When feeling anxious or depressed, Beresford-Kroeger is partial to an “Old Man willow.”
She suggests sitting under a willow tree for 15 minutes, particularly one facing a body of water. Breathe deeply under its branches, and you’ll get a good dose of salicylic acid and 22 types of airborne molecules including lactones that have a resting, analgesic and anti-inflammatory effect on the body, she says.
If you live far from the embrace of the willow or even other trees, there still are things you can do to emulate Beresford-Kroeger’s natural approaches to keeping a healthy state of mind. She suggests, for example, smiling.
Smiling boosts neurotransmitters like dopamine and serotonin and decreases the cortisol levels in the body, which is part of the flight-and-fight response. If you reduce the cortisol, you give a boost to your body and heart. Smile and take life as it comes, she says. And if you don’t like smiling, try prayer or finding a cow or stone to stare at. Generosity of thought brings cortisol levels down, and we can all afford to be generous, she notes.
Seek sunshine whenever it breaks through.
And eat well. The medical biochemist suggests drinking plenty of organic whole milk, “which has a high fatty acid ratio and is good for brain health. Wild Pacific salmon have a wonderful linolenic acid content, which is one of the essential fatty acids necessary for good health.
“Currants are also important in my diet. I eat black currants and drink Ribena every day. The black currants that grow in the boreal forest have long been used by Indigenous people to improve the circulatory system. All the pulses [peas, beans and lentils] and other legumes are also beneficial at this time. They have lectins, which give the immune system a great power to act in a defensive manner to protect the body.
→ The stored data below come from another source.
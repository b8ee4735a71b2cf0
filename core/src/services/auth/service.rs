//! Main authentication service implementation

use std::sync::Arc;

use uuid::Uuid;

use crate::domain::entities::account::Account;
use crate::domain::entities::token::{AccessPrincipal, SessionId, TokenPair};
use crate::domain::entities::verification::{IssuedVerification, VerificationPurpose};
use crate::errors::{DomainError, DomainResult};
use crate::repositories::{AccountRepository, SessionStore};
use crate::services::token::{hash_secret, TokenService};
use crate::services::verification::VerificationService;

/// An account together with a freshly issued session
#[derive(Debug, Clone)]
pub struct AccountSession {
    pub account: Account,
    pub tokens: TokenPair,
}

/// Authentication service for the account-facing session flows
pub struct AuthService<S, A>
where
    S: SessionStore,
    A: AccountRepository,
{
    /// Account store
    accounts: Arc<A>,
    /// Session lifecycle
    token_service: Arc<TokenService<S, A>>,
    /// One-time verification tokens
    verification_service: Arc<VerificationService<S>>,
}

impl<S, A> AuthService<S, A>
where
    S: SessionStore,
    A: AccountRepository,
{
    /// Create a new authentication service
    ///
    /// # Arguments
    ///
    /// * `accounts` - Account store, shared with the token service
    /// * `token_service` - Session lifecycle manager
    /// * `verification_service` - Verification token manager
    pub fn new(
        accounts: Arc<A>,
        token_service: Arc<TokenService<S, A>>,
        verification_service: Arc<VerificationService<S>>,
    ) -> Self {
        Self {
            accounts,
            token_service,
            verification_service,
        }
    }

    pub fn token_service(&self) -> &Arc<TokenService<S, A>> {
        &self.token_service
    }

    /// Start a session after login or registration
    pub async fn start_session(&self, user_id: Uuid) -> DomainResult<TokenPair> {
        let account = self.find_account(user_id).await?;
        self.token_service
            .issue(account.id, &account.jwt_version, None)
            .await
    }

    /// Rotate a session using its raw refresh token
    pub async fn refresh_session(&self, raw_refresh_token: &str) -> DomainResult<TokenPair> {
        self.token_service.refresh(raw_refresh_token).await
    }

    /// Resolve the identity behind an access token
    pub async fn authenticate(&self, access_token: &str) -> DomainResult<AccessPrincipal> {
        self.token_service.verify_access(access_token).await
    }

    /// End one session. Safe to repeat.
    ///
    /// Without the refresh token only the access record can be located; the
    /// refresh record then lapses with its TTL.
    pub async fn logout(
        &self,
        session_id: SessionId,
        raw_refresh_token: Option<&str>,
    ) -> DomainResult<()> {
        match raw_refresh_token {
            Some(raw) => {
                self.token_service
                    .revoke(session_id, &hash_secret(raw))
                    .await
            }
            None => self.token_service.revoke_access(session_id).await,
        }
    }

    /// Invalidate every access token of the account
    pub async fn logout_everywhere(&self, user_id: Uuid) -> DomainResult<()> {
        self.token_service.revoke_all(user_id).await?;
        Ok(())
    }

    /// Issue an account confirmation token and code for delivery by email
    pub async fn request_account_verification(
        &self,
        user_id: Uuid,
    ) -> DomainResult<IssuedVerification> {
        let account = self.find_account(user_id).await?;
        if account.is_verified {
            return Err(DomainError::Conflict {
                message: "Account is already verified".to_string(),
            });
        }

        self.verification_service
            .issue(account.id, VerificationPurpose::AccountVerification)
            .await
    }

    /// Issue a password reset token and code for delivery by email
    pub async fn request_password_reset(&self, user_id: Uuid) -> DomainResult<IssuedVerification> {
        let account = self.find_account(user_id).await?;
        self.verification_service
            .issue(account.id, VerificationPurpose::PasswordReset)
            .await
    }

    /// Confirm an account and log it in
    ///
    /// The token is only consumed once the account is known to need
    /// confirmation.
    pub async fn confirm_account(&self, raw_token: &str, code: &str) -> DomainResult<AccountSession> {
        let purpose = VerificationPurpose::AccountVerification;
        let user_id = self
            .verification_service
            .verify(raw_token, code, purpose)
            .await?;

        let mut account = self.find_account(user_id).await?;
        if account.is_verified {
            return Err(DomainError::Conflict {
                message: "Account is already verified".to_string(),
            });
        }

        self.verification_service
            .consume(raw_token, code, purpose)
            .await?;

        account.verify();
        let account = self.accounts.save(account).await?;
        let tokens = self
            .token_service
            .issue(account.id, &account.jwt_version, None)
            .await?;

        tracing::info!(
            user_id = %account.id,
            event = "account_verified",
            "Account verified"
        );

        Ok(AccountSession { account, tokens })
    }

    /// Replace the password and revoke every outstanding access token
    ///
    /// # Arguments
    ///
    /// * `raw_token` - Password reset token from the emailed link
    /// * `code` - Code from the same email
    /// * `password_hash` - New password, already slow-hashed by the caller
    pub async fn reset_password(
        &self,
        raw_token: &str,
        code: &str,
        password_hash: String,
    ) -> DomainResult<()> {
        let purpose = VerificationPurpose::PasswordReset;
        let user_id = self
            .verification_service
            .verify(raw_token, code, purpose)
            .await?;
        let mut account = self.find_account(user_id).await?;

        self.verification_service
            .consume(raw_token, code, purpose)
            .await?;

        let jwt_version = self.token_service.new_jwt_version()?;
        account.set_password_hash(password_hash);
        account.set_jwt_version(jwt_version);
        self.accounts.save(account).await?;

        tracing::info!(
            user_id = %user_id,
            event = "password_reset",
            "Password reset, outstanding access tokens revoked"
        );
        Ok(())
    }

    async fn find_account(&self, user_id: Uuid) -> DomainResult<Account> {
        self.accounts
            .find_by_id(user_id)
            .await?
            .ok_or_else(|| DomainError::NotFound {
                resource: format!("account {}", user_id),
            })
    }
}
//! Cache module for Redis-backed session storage
//!
//! This module provides the Redis client (connection setup with retry,
//! hash-of-fields operations with TTL) and the `SessionStore`
//! implementation built on it.

pub mod redis_client;
pub mod session_store;

#[cfg(test)]
mod tests;

pub use redis_client::RedisClient;
pub use session_store::RedisSessionStore;

// Re-export commonly used types
pub use sk_shared::CacheConfig;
All of these good foods will improve your general health.”
Don’t mistake Beresford-Kroeger for a naysayer about the latest public health prescriptions for slowing the spread of COVID-19. She is all for social distancing greater than six feet. “The lungs are a bellows system to get rid of air full of carbon dioxide. If you find yourself behind a runner or a group of runners, remember their breath is more explosive, and their aerosols will trail a bigger distance. So get out of their path and smile at them,” she says.
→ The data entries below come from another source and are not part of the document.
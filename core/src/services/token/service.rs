//! Token lifecycle: issuance, rotation, verification and revocation

use std::sync::Arc;
use std::time::Duration;

use async_trait::async_trait;
use uuid::Uuid;

use crate::domain::entities::session::{
    access_token_key, refresh_token_key, AccessRecord, RefreshRecord,
};
use crate::domain::entities::token::{
    AccessPrincipal, PriorSession, SessionId, TokenPair, REFRESH_TOKEN_BYTES,
};
use crate::errors::{DomainError, DomainResult, StoreError, TokenError};
use crate::repositories::{AccountRepository, SessionStore};

use super::codec::AccessTokenCodec;
use super::config::TokenServiceConfig;
use super::hasher::{digest_hint, hash_secret};
use super::random::TokenGenerator;

/// Random bytes in a freshly minted `jwt_version`
const JWT_VERSION_BYTES: usize = 8;

/// Verifies access tokens for the HTTP layer
#[async_trait]
pub trait AccessVerifier: Send + Sync {
    async fn verify_access(&self, token: &str) -> DomainResult<AccessPrincipal>;
}

/// Service managing the access/refresh session lifecycle.
///
/// Holds no session state of its own: every record lives in the session
/// store, whose per-key atomic delete is the only synchronization point.
pub struct TokenService<S: SessionStore, A: AccountRepository> {
    store: Arc<S>,
    accounts: Arc<A>,
    codec: AccessTokenCodec,
    generator: TokenGenerator,
    config: TokenServiceConfig,
}

impl<S: SessionStore, A: AccountRepository> TokenService<S, A> {
    /// Creates a new token service
    ///
    /// # Arguments
    ///
    /// * `store` - Session store holding refresh and access records
    /// * `accounts` - Account store supplying the live `jwt_version`
    /// * `config` - Token service configuration
    pub fn new(store: Arc<S>, accounts: Arc<A>, config: TokenServiceConfig) -> Self {
        let codec = AccessTokenCodec::new(&config.jwt_secret, config.access_token_expiry_seconds);

        Self {
            store,
            accounts,
            codec,
            generator: TokenGenerator::new(),
            config,
        }
    }

    /// Replaces the random source used for refresh tokens and version stamps
    pub fn with_generator(mut self, generator: TokenGenerator) -> Self {
        self.generator = generator;
        self
    }

    pub fn codec(&self) -> &AccessTokenCodec {
        &self.codec
    }

    /// Issues a new session for `user_id`.
    ///
    /// With `prior` set this is the rotation path: the prior session's
    /// records are claimed and deleted before anything new is minted. If the
    /// prior refresh record is already gone, a concurrent rotation won and
    /// this call fails with `InvalidSession`.
    ///
    /// If the refresh record is written but the access record is not, the
    /// refresh record is deleted again (best effort) and the call fails with
    /// `IssuanceFailed`. A refresh record that survives a failed compensating
    /// delete expires with its TTL.
    pub async fn issue(
        &self,
        user_id: Uuid,
        jwt_version: &str,
        prior: Option<PriorSession>,
    ) -> DomainResult<TokenPair> {
        if let Some(prior) = prior {
            self.invalidate_prior(user_id, &prior).await?;
        }

        let session_id = SessionId::new();
        let refresh_token = self.generator.generate(REFRESH_TOKEN_BYTES)?;
        let refresh_hash = hash_secret(&refresh_token);
        let access_token = self.codec.sign(user_id, session_id, jwt_version)?;

        self.persist_session(user_id, session_id, &refresh_hash)
            .await?;

        tracing::info!(
            user_id = %user_id,
            session_id = %session_id,
            event = "session_issued",
            "Issued new session"
        );

        Ok(TokenPair {
            access_token,
            refresh_token,
            session_id,
            access_expires_in: self.config.access_token_expiry_seconds,
            refresh_expires_in: self.config.refresh_token_expiry_seconds,
        })
    }

    /// Exchanges a raw refresh token for a new session.
    ///
    /// Unknown, expired and already rotated tokens all fail with the same
    /// `InvalidSession`.
    pub async fn refresh(&self, raw_refresh_token: &str) -> DomainResult<TokenPair> {
        let refresh_hash = hash_secret(raw_refresh_token);
        let key = refresh_token_key(&refresh_hash);

        let fields = self
            .store
            .get_all(&key)
            .await?
            .ok_or(TokenError::InvalidSession)?;
        let record = RefreshRecord::from_fields(&fields)
            .ok_or_else(|| StoreError::Corrupted { key: key.clone() })?;

        // jwt_version is read fresh so a bump since login takes effect here
        let account = self
            .accounts
            .find_by_id(record.user_id)
            .await?
            .ok_or_else(|| {
                tracing::warn!(
                    user_id = %record.user_id,
                    event = "refresh_account_missing",
                    "Refresh token belongs to an unknown account"
                );
                TokenError::InvalidSession
            })?;

        tracing::debug!(
            user_id = %record.user_id,
            session_id = %record.session_id,
            refresh_hint = digest_hint(&refresh_hash),
            "Rotating session"
        );

        self.issue(
            record.user_id,
            &account.jwt_version,
            Some(PriorSession {
                raw_refresh_token: raw_refresh_token.to_string(),
                session_id: record.session_id,
            }),
        )
        .await
    }

    /// Verifies an access token and confirms its session is still live.
    ///
    /// A valid signature is not enough: the access record must exist, belong
    /// to the same user, and the embedded `jwt_version` must equal the
    /// account's current one. Otherwise the token is `SessionRevoked`.
    pub async fn verify_access(&self, token: &str) -> DomainResult<AccessPrincipal> {
        let principal = self.codec.verify(token)?;
        let key = access_token_key(principal.session_id);

        let fields = self
            .store
            .get_all(&key)
            .await?
            .ok_or(TokenError::SessionRevoked)?;
        let record =
            AccessRecord::from_fields(&fields).ok_or_else(|| StoreError::Corrupted { key })?;

        if record.user_id != principal.user_id {
            tracing::warn!(
                user_id = %principal.user_id,
                session_id = %principal.session_id,
                event = "access_record_mismatch",
                "Access record belongs to a different user"
            );
            return Err(TokenError::SessionRevoked.into());
        }

        let account = self
            .accounts
            .find_by_id(principal.user_id)
            .await?
            .ok_or(TokenError::SessionRevoked)?;

        if account.jwt_version != principal.jwt_version {
            tracing::debug!(
                user_id = %principal.user_id,
                session_id = %principal.session_id,
                "Access token carries a stale jwt version"
            );
            return Err(TokenError::SessionRevoked.into());
        }

        Ok(principal)
    }

    /// Deletes both records of a session. Already absent records are fine.
    pub async fn revoke(&self, session_id: SessionId, refresh_hash: &str) -> DomainResult<()> {
        let refresh_removed = self.store.delete(&refresh_token_key(refresh_hash)).await?;
        let access_removed = self.store.delete(&access_token_key(session_id)).await?;

        tracing::info!(
            session_id = %session_id,
            refresh_removed,
            access_removed,
            event = "session_revoked",
            "Revoked session"
        );
        Ok(())
    }

    /// Deletes only the access record of a session, for callers that no
    /// longer hold the refresh token
    pub async fn revoke_access(&self, session_id: SessionId) -> DomainResult<()> {
        let removed = self.store.delete(&access_token_key(session_id)).await?;

        tracing::info!(
            session_id = %session_id,
            access_removed = removed,
            event = "session_access_revoked",
            "Revoked session access"
        );
        Ok(())
    }

    /// Invalidates every outstanding access token of `user_id` by replacing
    /// the account's `jwt_version`. Returns the new version.
    pub async fn revoke_all(&self, user_id: Uuid) -> DomainResult<String> {
        let mut account = self
            .accounts
            .find_by_id(user_id)
            .await?
            .ok_or_else(|| DomainError::NotFound {
                resource: format!("account {}", user_id),
            })?;

        let jwt_version = self.new_jwt_version()?;
        account.set_jwt_version(jwt_version.clone());
        self.accounts.save(account).await?;

        tracing::info!(
            user_id = %user_id,
            event = "sessions_revoked_globally",
            "Rotated jwt version"
        );
        Ok(jwt_version)
    }

    /// Fresh random `jwt_version` value
    pub fn new_jwt_version(&self) -> Result<String, TokenError> {
        self.generator.generate(JWT_VERSION_BYTES)
    }

    async fn invalidate_prior(&self, user_id: Uuid, prior: &PriorSession) -> DomainResult<()> {
        let refresh_hash = hash_secret(&prior.raw_refresh_token);

        let claimed = self.store.delete(&refresh_token_key(&refresh_hash)).await?;
        if !claimed {
            tracing::warn!(
                user_id = %user_id,
                session_id = %prior.session_id,
                refresh_hint = digest_hint(&refresh_hash),
                event = "refresh_reuse",
                "Refresh token was already rotated"
            );
            return Err(TokenError::InvalidSession.into());
        }

        self.store.delete(&access_token_key(prior.session_id)).await?;
        Ok(())
    }

    async fn persist_session(
        &self,
        user_id: Uuid,
        session_id: SessionId,
        refresh_hash: &str,
    ) -> DomainResult<()> {
        let refresh_key = refresh_token_key(refresh_hash);
        let refresh = RefreshRecord {
            user_id,
            session_id,
        };
        self.store
            .put(
                &refresh_key,
                refresh.to_fields(),
                Duration::from_secs(self.config.refresh_token_expiry_seconds),
            )
            .await?;

        let access = AccessRecord { user_id };
        let written = self
            .store
            .put(
                &access_token_key(session_id),
                access.to_fields(),
                Duration::from_secs(self.config.access_token_expiry_seconds),
            )
            .await;

        if let Err(e) = written {
            if let Err(cleanup) = self.store.delete(&refresh_key).await {
                tracing::warn!(
                    user_id = %user_id,
                    session_id = %session_id,
                    error = %cleanup,
                    "Orphaned refresh record left to expire"
                );
            }
            return Err(TokenError::IssuanceFailed {
                message: e.to_string(),
            }
            .into());
        }

        Ok(())
    }
}

#[async_trait]
impl<S, A> AccessVerifier for TokenService<S, A>
where
    S: SessionStore,
    A: AccountRepository,
{
    async fn verify_access(&self, token: &str) -> DomainResult<AccessPrincipal> {
        TokenService::verify_access(self, token).await
    }
}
And Beresford-Kroeger is careful to make sure the mask she wears fits snugly. “Before I put on my mask, I dab the oleoresin from the balsam poplar on my nose. It is a member of the willow family, and the most northerly member of the willow family in the boreal forest. It is one of the most numerous and hardy trees in the north and can survive extreme cold and heat.
“It produces buds that look like black modified leaves. These buds are sticky to touch and produce a huge fragrance. Their aromatic oleoresin has 20 medicinal biochemicals and all act synergistically. The primary ones are bisabolol and arachidonic acid. It also produces prostaglandins, which are nasal constrictors.
“You can make your own salve by submerging the winter buds with olive oil, heating them and then straining the lot. The salve acts like a very gentle Vicks VapoRub on the nose.”
Beresford-Kroeger claims that a dab of this salve on each nostril may “reduce the ability of the nose to take in the virus.
“I put a touch on my nose, put on my mask, and then head off to play with the new cats, Boots and Bella, and see what mischief they are capable of inflicting on their new household.”